- What is being asked -
Work through the data line by line, gathering every line that has the word "store".
*** Opening Records for the task ***
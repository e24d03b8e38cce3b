//! Unit of probing work.

use std::time::Duration;

use hostcheck_core::to_url;

/// One host to probe. Built once per hostname and resubmitted unchanged
/// when a proxy-layer failure is retried.
#[derive(Debug, Clone, PartialEq, Eq)]
pub struct ProbeTask {
    hostname: String,
    url: String,
    timeout: Duration,
}

impl ProbeTask {
    pub fn new(hostname: &str, timeout: Duration) -> Self {
        Self {
            hostname: hostname.to_string(),
            url: to_url(hostname),
            timeout,
        }
    }

    /// Hostname exactly as it appeared in the input list; the store key.
    pub fn hostname(&self) -> &str {
        &self.hostname
    }

    pub fn url(&self) -> &str {
        &self.url
    }

    pub fn timeout(&self) -> Duration {
        self.timeout
    }
}
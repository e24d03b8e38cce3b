//! Insert-or-update of host rows.
//!
//! Both strategies give the same result: a new hostname gets
//! `added = updated`, an existing one has status, reason, latency and
//! `updated` overwritten while `added` stays put.

use redb::{Database, ReadableTable};
use tracing::trace;

use hostcheck_core::UpsertMode;

use crate::error::{StateResult, map_err};
use crate::tables::HOSTS;
use crate::types::{HostRecord, StatusRecord};

/// On-disk layout found when a store is opened.
#[derive(Debug, Clone, Copy, PartialEq, Eq)]
pub enum SchemaLayout {
    /// No `hosts` table yet.
    Fresh,
    /// `hosts` table without a current `schema_version`.
    Legacy { version: Option<u64> },
    Current { version: u64 },
}

/// How a store applies upserts. Chosen once, when the store is opened.
#[derive(Debug, Clone, Copy, PartialEq, Eq)]
pub enum UpsertStrategy {
    /// Read the existing row and write the merged row in one write transaction.
    Native,
    /// Try an insert-if-absent transaction; on key conflict run a separate
    /// update transaction.
    InsertThenUpdate,
}

/// What an upsert did to the table.
#[derive(Debug, Clone, Copy, PartialEq, Eq)]
pub enum UpsertOutcome {
    Inserted,
    Updated,
}

impl UpsertStrategy {
    /// Pick the strategy for a configured mode and a detected layout.
    pub fn select(mode: UpsertMode, layout: SchemaLayout) -> Self {
        match mode {
            UpsertMode::Native => UpsertStrategy::Native,
            UpsertMode::InsertThenUpdate => UpsertStrategy::InsertThenUpdate,
            UpsertMode::Auto => match layout {
                SchemaLayout::Legacy { .. } => UpsertStrategy::InsertThenUpdate,
                SchemaLayout::Fresh | SchemaLayout::Current { .. } => UpsertStrategy::Native,
            },
        }
    }

    pub(crate) fn apply(self, db: &Database, record: &StatusRecord) -> StateResult<UpsertOutcome> {
        let outcome = match self {
            UpsertStrategy::Native => native_upsert(db, record)?,
            UpsertStrategy::InsertThenUpdate => {
                if insert_if_absent(db, record)? {
                    UpsertOutcome::Inserted
                } else {
                    update_existing(db, record)?;
                    UpsertOutcome::Updated
                }
            }
        };
        trace!(hostname = %record.hostname, strategy = ?self, ?outcome, "host upserted");
        Ok(outcome)
    }
}

pub(crate) fn decode(bytes: &[u8]) -> StateResult<HostRecord> {
    serde_json::from_slice(bytes).map_err(map_err!(Deserialize))
}

fn encode(row: &HostRecord) -> StateResult<Vec<u8>> {
    serde_json::to_vec(row).map_err(map_err!(Serialize))
}

fn native_upsert(db: &Database, record: &StatusRecord) -> StateResult<UpsertOutcome> {
    let txn = db.begin_write().map_err(map_err!(Transaction))?;
    let outcome;
    {
        let mut table = txn.open_table(HOSTS).map_err(map_err!(Table))?;
        let existing = table
            .get(record.hostname.as_str())
            .map_err(map_err!(Read))?
            .map(|guard| decode(guard.value()))
            .transpose()?;
        let row = match existing {
            Some(prev) => {
                outcome = UpsertOutcome::Updated;
                prev.merged(record)
            }
            None => {
                outcome = UpsertOutcome::Inserted;
                HostRecord::first_seen(record)
            }
        };
        let value = encode(&row)?;
        table
            .insert(row.table_key(), value.as_slice())
            .map_err(map_err!(Write))?;
    }
    txn.commit().map_err(map_err!(Transaction))?;
    Ok(outcome)
}

/// Returns false, writing nothing, when the hostname already has a row.
fn insert_if_absent(db: &Database, record: &StatusRecord) -> StateResult<bool> {
    let txn = db.begin_write().map_err(map_err!(Transaction))?;
    let inserted;
    {
        let mut table = txn.open_table(HOSTS).map_err(map_err!(Table))?;
        let exists = table
            .get(record.hostname.as_str())
            .map_err(map_err!(Read))?
            .is_some();
        if exists {
            inserted = false;
        } else {
            let row = HostRecord::first_seen(record);
            let value = encode(&row)?;
            table
                .insert(row.table_key(), value.as_slice())
                .map_err(map_err!(Write))?;
            inserted = true;
        }
    }
    if inserted {
        txn.commit().map_err(map_err!(Transaction))?;
    } else {
        txn.abort().map_err(map_err!(Transaction))?;
    }
    Ok(inserted)
}

fn update_existing(db: &Database, record: &StatusRecord) -> StateResult<()> {
    let txn = db.begin_write().map_err(map_err!(Transaction))?;
    {
        let mut table = txn.open_table(HOSTS).map_err(map_err!(Table))?;
        let existing = table
            .get(record.hostname.as_str())
            .map_err(map_err!(Read))?
            .map(|guard| decode(guard.value()))
            .transpose()?;
        // The row cannot vanish between the two transactions while the
        // writer is the only mutator, but fall back to an insert if it did.
        let row = match existing {
            Some(prev) => prev.merged(record),
            None => HostRecord::first_seen(record),
        };
        let value = encode(&row)?;
        table
            .insert(row.table_key(), value.as_slice())
            .map_err(map_err!(Write))?;
    }
    txn.commit().map_err(map_err!(Transaction))?;
    Ok(())
}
*** Closing Records for the task ***
- Exercise output -
    /// Hostname exactly as it appeared in the input list; the store key.
/// On-disk layout found when a store is opened.
/// How a store applies upserts. Chosen once, when the store is opened.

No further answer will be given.